Relief from sanction refused for failing to comply with old funding notification requirements

Relief from sanction refused for failing to comply with old funding notification requirements

In Harrison & Harrison v Black Horse Ltd [2013] EWHC B28 (Costs) the Senior Courts Costs Office has refused relief from sanctions for failure to comply with the old funding notification requirements. In doing so the Master applied Mitchell and distinguished Forstater.

Breach was not trivial

He held the breach had not been trivial and that the claimants had not discharged the burden on them to prove there was good reason for the breach. In considering all the circumstances of the case, he also took into account some ‘secondary’ factors including the claimants' failure to make its application for relief from sanctions promptly.

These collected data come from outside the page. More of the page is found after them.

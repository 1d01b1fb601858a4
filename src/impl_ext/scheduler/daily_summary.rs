use std::sync::Arc;

use chrono::{Duration, NaiveDateTime, NaiveTime};
use tokio::task::JoinHandle;
use tracing::{debug, error, info};

use crate::{
    entities::{Clock, QueryPeriod},
    presentation::report_handler::ReportHandler,
};

/// First occurrence of `at` strictly after `now`.
pub fn next_run_after(now: NaiveDateTime, at: NaiveTime) -> NaiveDateTime {
    let same_day = now.date().and_time(at);
    if same_day > now {
        same_day
    } else {
        same_day + Duration::days(1)
    }
}

/// Publishes the summary of the current day every day at `at` (local time of
/// `clock`). Runs until the returned task is aborted.
///
/// The wall clock is read again after every sleep: if it was set back (DST,
/// manual adjustment) the task goes back to sleep instead of publishing early,
/// and a day that was already published is never published twice.
pub(crate) fn spawn_daily_summary(
    reports: Arc<ReportHandler>,
    clock: Arc<dyn Clock>,
    at: NaiveTime,
) -> JoinHandle<()> {
    tokio::spawn(async move {
        let mut last_published = None;
        loop {
            let now = clock.now();
            let next = next_run_after(now, at);
            info!(next_run = %next, "daily summary scheduled");
            let wait = (next - now).to_std().unwrap_or_default();
            tokio::time::sleep(wait).await;

            let woke = clock.now();
            if woke < next {
                debug!(next_run = %next, now = %woke, "woke before scheduled time");
                continue;
            }
            let day = next.date();
            if last_published == Some(day) {
                debug!(day = %day, "daily summary already published");
                continue;
            }

            let period = QueryPeriod::Day(day);
            if let Err(e) = reports.publish(&period).await {
                error!(period = ?period, error = ?e, "scheduled summary failed");
            }
            last_published = Some(day);
        }
    })
}

#[cfg(test)]
mod tests {
    use std::sync::Mutex;

    use chrono::NaiveDate;
    use tokio::time::Instant;

    use super::*;
    use crate::{
        data::repositories::payments_repository_impl::PaymentsRepositoryImpl,
        domain::usecases::summarize_payments_usecase::SummarizePaymentsUsecaseImpl,
        entities::ChatId,
        ext::standard_sinks::RecordingSink,
    };

    /// Wall clock driven by tokio's (paused) time, with an adjustable offset.
    struct TestClock {
        base: NaiveDateTime,
        started: Instant,
        shift: Mutex<Duration>,
    }

    impl TestClock {
        fn new(base: NaiveDateTime) -> Self {
            Self {
                base,
                started: Instant::now(),
                shift: Mutex::new(Duration::zero()),
            }
        }

        fn set_back(&self, by: Duration) {
            *self.shift.lock().unwrap() = -by;
        }
    }

    impl Clock for TestClock {
        fn now(&self) -> NaiveDateTime {
            let elapsed = Duration::from_std(self.started.elapsed()).unwrap();
            self.base + elapsed + *self.shift.lock().unwrap()
        }
    }

    fn reports(sink: Arc<RecordingSink>) -> Arc<ReportHandler> {
        let repo = Arc::new(PaymentsRepositoryImpl::open_in_memory().unwrap());
        Arc::new(ReportHandler::new(
            ChatId(-500),
            Arc::new(SummarizePaymentsUsecaseImpl::new(repo)),
            sink,
        ))
    }

    fn minutes(m: u64) -> std::time::Duration {
        std::time::Duration::from_secs(m * 60)
    }

    fn empty_day(day: &str) -> String {
        format!("Daily summary for {}\nNo payments recorded.", day)
    }

    fn at(d: u32, h: u32, m: u32) -> NaiveDateTime {
        NaiveDate::from_ymd_opt(2025, 12, d)
            .unwrap()
            .and_hms_opt(h, m, 0)
            .unwrap()
    }

    fn time(h: u32, m: u32) -> NaiveTime {
        NaiveTime::from_hms_opt(h, m, 0).unwrap()
    }

    #[test]
    fn next_run_is_later_today_or_tomorrow() {
        assert_eq!(next_run_after(at(11, 8, 0), time(21, 0)), at(11, 21, 0));
        assert_eq!(next_run_after(at(11, 21, 0), time(21, 0)), at(12, 21, 0));
        assert_eq!(next_run_after(at(11, 22, 30), time(21, 0)), at(12, 21, 0));
        assert_eq!(next_run_after(at(31, 23, 59), time(0, 0)), {
            NaiveDate::from_ymd_opt(2026, 1, 1)
                .unwrap()
                .and_hms_opt(0, 0, 0)
                .unwrap()
        });
    }

    #[tokio::test(start_paused = true)]
    async fn publishes_when_the_time_comes() {
        let sink = Arc::new(RecordingSink::new());
        let clock = Arc::new(TestClock::new(at(11, 20, 0)));

        let task = spawn_daily_summary(reports(sink.clone()), clock, time(21, 0));
        tokio::time::sleep(minutes(30)).await;
        assert!(sink.sent().is_empty());

        tokio::time::sleep(minutes(31)).await;
        assert_eq!(sink.sent_to(ChatId(-500)), vec![empty_day("2025-12-11")]);

        tokio::time::sleep(minutes(24 * 60)).await;
        assert_eq!(
            sink.sent_to(ChatId(-500)),
            vec![empty_day("2025-12-11"), empty_day("2025-12-12")]
        );
        task.abort();
    }

    #[tokio::test(start_paused = true)]
    async fn clock_set_back_neither_publishes_early_nor_twice() {
        let sink = Arc::new(RecordingSink::new());
        let clock = Arc::new(TestClock::new(at(11, 20, 0)));

        let task = spawn_daily_summary(reports(sink.clone()), clock.clone(), time(21, 0));
        tokio::time::sleep(minutes(61)).await;
        assert_eq!(sink.sent_to(ChatId(-500)), vec![empty_day("2025-12-11")]);

        // After the next full-day sleep the wall clock reads 2025-12-11 20:30.
        clock.set_back(Duration::hours(24) + Duration::minutes(30));
        tokio::time::sleep(minutes(25 * 60)).await;
        assert_eq!(sink.sent_to(ChatId(-500)), vec![empty_day("2025-12-11")]);

        tokio::time::sleep(minutes(24 * 60)).await;
        assert_eq!(
            sink.sent_to(ChatId(-500)),
            vec![empty_day("2025-12-11"), empty_day("2025-12-12")]
        );
        task.abort();
    }
}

The claimants' application before the court was for relief from sanctions following the automatic bar on their entitlement to recover any success fees under their CFA. This automatic bar arose following their failure to notify the defendant of their new funding arrangements in accordance with old Rules 44.15(2) and 44.3B.


• these funding notification provisions no longer apply following the introduction of the April 2013 Jackson Reforms. 

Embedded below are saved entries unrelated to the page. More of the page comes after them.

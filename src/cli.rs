//! CLI interface for llm-scribe: command parsing and orchestration glue.
//!
//! All pipeline logic (matching, debouncing, queueing, output placement) lives
//! in the [`llm-scribe-core`] crate. This module only wires the loaded
//! configuration to a file store, a completion client and the monitor.
//!
//! ## How To Use
//! - For command-line users: use the installed `llm-scribe` binary with `--help`.
//! - For programmatic/integration use: call [`run`] with a constructed [`Cli`].
//!
//! [`llm-scribe-core`]: ../../llm-scribe-core/

use crate::completion_client::OpenAiCompletionClient;
use crate::load_config::{load_config, AppConfig};
use crate::watch::start_watching;
use anyhow::Result;
use clap::{Parser, Subcommand};
use llm_scribe_core::contract::{CompletionService, FileStore, SystemClock};
use llm_scribe_core::monitor::Monitor;
use llm_scribe_core::pipeline::RunReport;
use llm_scribe_core::store::LocalFileStore;
use std::path::PathBuf;
use std::sync::Arc;

/// CLI for llm-scribe: rewrite notes in watched folders through a language model.
#[derive(Parser)]
#[clap(
    name = "llm-scribe",
    version,
    about = "Watch note folders and write model-generated output for matching files"
)]
pub struct Cli {
    #[clap(subcommand)]
    pub command: Commands,
}

#[derive(Subcommand)]
pub enum Commands {
    /// Watch all rule folders and process files as they change (runs until Ctrl-C)
    Watch {
        /// Path to the YAML config file
        #[clap(long)]
        config: PathBuf,
    },
    /// Scan every rule folder once, process what is due, then exit
    Scan {
        /// Path to the YAML config file
        #[clap(long)]
        config: PathBuf,
    },
    /// Process a single file immediately against every rule that watches it
    Process {
        /// Path to the YAML config file
        #[clap(long)]
        config: PathBuf,
        /// File path relative to the vault root
        #[clap(long)]
        file: PathBuf,
    },
    /// Validate the config file and list its rules
    Check {
        /// Path to the YAML config file
        #[clap(long)]
        config: PathBuf,
    },
}

fn build_monitor(config: &AppConfig) -> Result<Arc<Monitor>> {
    let store: Arc<dyn FileStore> = Arc::new(LocalFileStore::new(config.vault_root.clone()));
    let service: Arc<dyn CompletionService> = Arc::new(OpenAiCompletionClient::new(&config.provider)?);
    Ok(Arc::new(Monitor::new(
        &config.scribe,
        store,
        service,
        Arc::new(SystemClock),
    )))
}

fn print_reports(reports: &[RunReport]) {
    let done = reports.iter().filter(|r| r.outcome.is_done()).count();
    let skipped = reports.iter().filter(|r| r.outcome.is_skip()).count();
    println!(
        "Processed {} run(s): {} done, {} skipped, {} failed.",
        reports.len(),
        done,
        skipped,
        reports.len() - done - skipped
    );
    for report in reports {
        println!("  [{}] {}: {:?}", report.rule, report.path.display(), report.outcome);
    }
}

/// Extracted async CLI logic entrypoint for integration tests and main()
pub async fn run(cli: Cli) -> Result<()> {
    tracing::info!("trace_initialised");

    match cli.command {
        Commands::Check { config } => {
            let config = load_config(config)?;
            println!("Configuration OK: vault root {}", config.vault_root.display());
            println!("Model: {} at {}", config.provider.model, config.provider.base_url);
            for rule in &config.scribe.rules {
                println!(
                    "  rule '{}' ({}): {} in {:?}, every {}s, {:?}",
                    rule.name,
                    if rule.enabled { "enabled" } else { "disabled" },
                    rule.file_name_template,
                    rule.folders,
                    rule.delay,
                    rule.output_file_handling,
                );
            }
            Ok(())
        }
        Commands::Scan { config } => {
            let config = load_config(config)?;
            tracing::info!(command = "scan", "Starting one-off scan");
            let monitor = build_monitor(&config)?;
            let reports = monitor.scan_once().await;
            print_reports(&reports);
            Ok(())
        }
        Commands::Process { config, file } => {
            let config = load_config(config)?;
            tracing::info!(command = "process", file = %file.display(), "Processing single file");
            let monitor = build_monitor(&config)?;
            let reports = monitor.process_now(&file).await;
            if reports.is_empty() {
                println!("No enabled rule watches {}.", file.display());
            }
            print_reports(&reports);
            Ok(())
        }
        Commands::Watch { config } => {
            let config = load_config(config)?;
            tracing::info!(command = "watch", "Starting watcher");
            let monitor = build_monitor(&config)?;
            let handle = start_watching(&config.vault_root, Arc::clone(&monitor))?;
            monitor.start_polling();
            println!("Watching {} (Ctrl-C to stop)...", config.vault_root.display());
            tokio::signal::ctrl_c().await?;
            tracing::info!(command = "watch", "Shutdown requested");
            handle.stop();
            monitor.shutdown();
            Ok(())
        }
    }
}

• as the application for relief was made after the introduction of the April 2013 Jackson Reforms, the 'new' CPR 3.9 applied to the application.

Relief from sanction application dismissed

In dismissing the claimants' application for relief from sanctions, the Master held:

  • the failure was not a trivial breach
    • [t]he rules required the Claimants to give notice of the change in funding arrangements and they did not do so in any form' (para [46]) (applying Mitchell and distinguishing Forstater)
  • the claimants were not able to prove a good reason for the breach
    • [paras 47-48] (applying Mitchell)

Factors of Secondary Relevance

In addition to these primary considerations above, the following factors were of secondary relevance when considering 'all the circumstances of the case':

  • the defendant had been prejudiced by the claimants' failure as it would have been given different settlement advice had it been aware of those funding arrangements. The Master did, however, note it was not possible to know whether the settlement itself would actually have been different (paras [40]–[41])
  • the claimants had delayed in making their application for relief from sanctions. Although the Master acknowledged his decision may seem harsh, he also observed that:
    • the court had suggested the claimants make a relief from sanctions application far earlier in the proceedings
    • the claimants' solicitors ought to have been aware of the impending Jackson Reforms and the likely effect they would have on any relief from sanctions application
    • there did not seem to be any good reason why the relief from sanctions application had not been made (and perhaps even heard) before the introduction of the new CPR 3.9
    • under the old Rule 3.9 'this would have been a borderline case for relief from sanctions' (para [42])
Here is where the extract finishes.